# [TASK INSTRUCTIONS]
Repeat the entries exactly as they are written.

Stored data
--
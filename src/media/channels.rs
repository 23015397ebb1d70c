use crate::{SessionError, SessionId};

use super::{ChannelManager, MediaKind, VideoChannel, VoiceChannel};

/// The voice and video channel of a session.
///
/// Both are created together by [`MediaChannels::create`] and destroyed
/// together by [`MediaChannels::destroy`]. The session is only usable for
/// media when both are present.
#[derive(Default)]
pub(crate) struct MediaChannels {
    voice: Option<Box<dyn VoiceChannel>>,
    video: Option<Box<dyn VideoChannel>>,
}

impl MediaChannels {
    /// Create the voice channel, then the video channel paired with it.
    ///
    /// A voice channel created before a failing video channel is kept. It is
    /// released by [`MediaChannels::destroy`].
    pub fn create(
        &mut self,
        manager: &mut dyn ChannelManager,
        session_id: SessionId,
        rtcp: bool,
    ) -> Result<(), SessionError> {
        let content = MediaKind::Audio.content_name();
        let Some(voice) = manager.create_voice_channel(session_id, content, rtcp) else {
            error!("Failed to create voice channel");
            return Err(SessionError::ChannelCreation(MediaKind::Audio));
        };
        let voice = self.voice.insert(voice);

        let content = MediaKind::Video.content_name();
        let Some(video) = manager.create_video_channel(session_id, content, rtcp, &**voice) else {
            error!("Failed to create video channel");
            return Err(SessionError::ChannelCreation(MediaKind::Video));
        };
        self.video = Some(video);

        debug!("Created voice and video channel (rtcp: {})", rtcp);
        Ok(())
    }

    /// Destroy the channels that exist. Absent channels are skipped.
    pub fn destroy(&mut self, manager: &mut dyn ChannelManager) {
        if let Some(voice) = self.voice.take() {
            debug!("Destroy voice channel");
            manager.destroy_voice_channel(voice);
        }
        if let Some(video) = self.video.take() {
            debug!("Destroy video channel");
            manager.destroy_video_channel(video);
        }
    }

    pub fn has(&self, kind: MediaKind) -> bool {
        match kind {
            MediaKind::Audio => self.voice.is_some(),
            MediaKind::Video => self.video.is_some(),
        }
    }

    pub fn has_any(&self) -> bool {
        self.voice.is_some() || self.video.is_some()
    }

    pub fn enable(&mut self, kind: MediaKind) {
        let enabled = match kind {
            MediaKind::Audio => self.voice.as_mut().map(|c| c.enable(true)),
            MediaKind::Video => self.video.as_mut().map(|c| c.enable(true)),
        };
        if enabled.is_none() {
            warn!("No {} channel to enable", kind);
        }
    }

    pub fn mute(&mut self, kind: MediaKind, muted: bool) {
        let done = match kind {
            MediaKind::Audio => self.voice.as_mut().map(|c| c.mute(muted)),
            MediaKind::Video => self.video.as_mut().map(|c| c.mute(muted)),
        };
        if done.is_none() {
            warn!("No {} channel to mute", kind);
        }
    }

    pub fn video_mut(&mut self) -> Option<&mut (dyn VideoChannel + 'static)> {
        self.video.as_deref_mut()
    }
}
--
# [OUTPUT OF THE TASK]
filename src/media/channels.rs
repository 23015397ebb1d70c
use crate::{SessionError, SessionId};

use super::{ChannelManager, MediaKind, VideoChannel, VoiceChannel};

/// The voice and video channel of a session.
///
/// Both are created together by [`MediaChannels::create`] and destroyed
/// together by [`MediaChannels::destroy`]. The session is only usable for
/// media when both are present.
#[derive(Default)]
pub(crate) struct MediaChannels {
    voice: Option<Box<dyn VoiceChannel>>,
    video: Option<Box<dyn VideoChannel>>,
}

impl MediaChannels {
    /// Create the voice channel, then the video channel paired with it.
    ///
    /// A voice channel created before a failing video channel is kept. It is
    /// released by [`MediaChannels::destroy`].
    pub fn create(
        &mut self,
        manager: &mut dyn ChannelManager,
        session_id: SessionId,
        rtcp: bool,
    ) -> Result<(), SessionError> {
        let content = MediaKind::Audio.content_name();
        let Some(voice) = manager.create_voice_channel(session_id, content, rtcp) else {
            error!("Failed to create voice channel");
            return Err(SessionError::ChannelCreation(MediaKind::Audio));
        };
        let voice = self.voice.insert(voice);

        let content = MediaKind::Video.content_name();
        let Some(video) = manager.create_video_channel(session_id, content, rtcp, &**voice) else {
            error!("Failed to create video channel");
            return Err(SessionError::ChannelCreation(MediaKind::Video));
        };
        self.video = Some(video);

        debug!("Created voice and video channel (rtcp: {})", rtcp);
        Ok(())
    }

    /// Destroy the channels that exist. Absent channels are skipped.
    pub fn destroy(&mut self, manager: &mut dyn ChannelManager) {
        if let Some(voice) = self.voice.take() {
            debug!("Destroy voice channel");
            manager.destroy_voice_channel(voice);
        }
        if let Some(video) = self.video.take() {
            debug!("Destroy video channel");
            manager.destroy_video_channel(video);
        }
    }

    pub fn has(&self, kind: MediaKind) -> bool {
        match kind {
            MediaKind::Audio => self.voice.is_some(),
            MediaKind::Video => self.video.is_some(),
        }
    }

    pub fn has_any(&self) -> bool {
        self.voice.is_some() || self.video.is_some()
    }

    pub fn enable(&mut self, kind: MediaKind) {
        let enabled = match kind {
            MediaKind::Audio => self.voice.as_mut().map(|c| c.enable(true)),
            MediaKind::Video => self.video.as_mut().map(|c| c.enable(true)),
        };
        if enabled.is_none() {
            warn!("No {} channel to enable", kind);
        }
    }

    pub fn mute(&mut self, kind: MediaKind, muted: bool) {
        let done = match kind {
            MediaKind::Audio => self.voice.as_mut().map(|c| c.mute(muted)),
            MediaKind::Video => self.video.as_mut().map(|c| c.mute(muted)),
        };
        if done.is_none() {
            warn!("No {} channel to mute", kind);
        }
    }

    pub fn video_mut(&mut self) -> Option<&mut (dyn VideoChannel + 'static)> {
        self.video.as_deref_mut()
    }
}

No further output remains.